▸ **Your objective**: Provide again, from the entries below, every line from the one containing "let tx = self.pool.begin().await.map_err(db_err)?;" through the one containing "the same order.", exactly as written, and no other line.

Stored data entries
==========

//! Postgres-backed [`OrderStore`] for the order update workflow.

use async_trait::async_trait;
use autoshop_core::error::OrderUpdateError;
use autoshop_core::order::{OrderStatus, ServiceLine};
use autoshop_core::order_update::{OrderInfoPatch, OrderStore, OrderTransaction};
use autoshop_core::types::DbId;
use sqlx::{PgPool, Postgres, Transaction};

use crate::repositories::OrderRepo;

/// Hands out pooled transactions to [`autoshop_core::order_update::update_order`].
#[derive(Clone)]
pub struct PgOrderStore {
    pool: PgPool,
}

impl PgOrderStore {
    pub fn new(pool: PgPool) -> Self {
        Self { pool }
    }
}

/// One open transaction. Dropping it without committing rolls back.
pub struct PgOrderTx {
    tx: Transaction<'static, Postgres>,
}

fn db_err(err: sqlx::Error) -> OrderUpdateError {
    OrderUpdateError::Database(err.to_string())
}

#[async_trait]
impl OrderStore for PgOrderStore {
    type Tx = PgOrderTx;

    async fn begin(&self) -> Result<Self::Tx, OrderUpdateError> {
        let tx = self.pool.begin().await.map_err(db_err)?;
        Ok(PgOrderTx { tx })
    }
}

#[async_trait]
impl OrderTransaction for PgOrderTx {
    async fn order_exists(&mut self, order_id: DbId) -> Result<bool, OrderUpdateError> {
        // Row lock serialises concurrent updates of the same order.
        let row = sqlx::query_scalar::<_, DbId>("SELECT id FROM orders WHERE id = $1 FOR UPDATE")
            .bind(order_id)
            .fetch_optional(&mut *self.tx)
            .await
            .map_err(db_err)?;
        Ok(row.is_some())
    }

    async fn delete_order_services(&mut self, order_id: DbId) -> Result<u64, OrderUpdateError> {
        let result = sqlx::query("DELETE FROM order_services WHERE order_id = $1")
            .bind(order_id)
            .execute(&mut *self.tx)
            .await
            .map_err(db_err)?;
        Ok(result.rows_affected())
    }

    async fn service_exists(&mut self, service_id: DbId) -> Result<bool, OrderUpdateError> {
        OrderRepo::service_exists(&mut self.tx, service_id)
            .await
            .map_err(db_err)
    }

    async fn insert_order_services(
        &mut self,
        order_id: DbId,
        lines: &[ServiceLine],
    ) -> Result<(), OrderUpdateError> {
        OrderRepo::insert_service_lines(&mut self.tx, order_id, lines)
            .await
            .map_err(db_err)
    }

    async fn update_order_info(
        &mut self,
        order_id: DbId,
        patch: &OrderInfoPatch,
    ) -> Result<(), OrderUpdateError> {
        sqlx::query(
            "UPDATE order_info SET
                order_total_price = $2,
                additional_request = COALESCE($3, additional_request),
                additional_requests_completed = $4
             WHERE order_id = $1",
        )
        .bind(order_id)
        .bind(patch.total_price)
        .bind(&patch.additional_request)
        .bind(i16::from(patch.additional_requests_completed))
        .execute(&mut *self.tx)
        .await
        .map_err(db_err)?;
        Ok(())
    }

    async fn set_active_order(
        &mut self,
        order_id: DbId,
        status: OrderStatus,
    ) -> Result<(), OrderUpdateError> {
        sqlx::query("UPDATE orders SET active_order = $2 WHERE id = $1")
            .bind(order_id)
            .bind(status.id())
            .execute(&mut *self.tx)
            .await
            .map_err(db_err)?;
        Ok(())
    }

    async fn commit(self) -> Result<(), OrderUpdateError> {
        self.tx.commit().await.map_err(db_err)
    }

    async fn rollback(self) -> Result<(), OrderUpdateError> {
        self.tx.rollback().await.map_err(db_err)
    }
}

==========

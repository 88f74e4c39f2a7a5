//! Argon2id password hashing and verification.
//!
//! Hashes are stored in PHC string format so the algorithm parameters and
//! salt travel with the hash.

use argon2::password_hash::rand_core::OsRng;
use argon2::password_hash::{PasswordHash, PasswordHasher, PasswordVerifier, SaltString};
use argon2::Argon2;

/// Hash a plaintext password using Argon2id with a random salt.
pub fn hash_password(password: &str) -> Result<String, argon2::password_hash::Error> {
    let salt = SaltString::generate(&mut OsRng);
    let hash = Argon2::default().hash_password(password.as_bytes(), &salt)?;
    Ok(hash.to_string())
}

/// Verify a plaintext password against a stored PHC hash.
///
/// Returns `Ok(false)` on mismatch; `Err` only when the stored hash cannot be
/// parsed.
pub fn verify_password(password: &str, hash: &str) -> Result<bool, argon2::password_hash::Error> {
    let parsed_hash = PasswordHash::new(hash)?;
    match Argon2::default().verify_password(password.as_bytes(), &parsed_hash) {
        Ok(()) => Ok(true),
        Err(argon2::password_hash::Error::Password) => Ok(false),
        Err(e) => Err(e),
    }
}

==========

▸ **Result of this task**:
        let tx = self.pool.begin().await.map_err(db_err)?;
        Ok(PgOrderTx { tx })
    }
}

#[async_trait]
impl OrderTransaction for PgOrderTx {
    async fn order_exists(&mut self, order_id: DbId) -> Result<bool, OrderUpdateError> {
        // Row lock serialises concurrent updates of the same order.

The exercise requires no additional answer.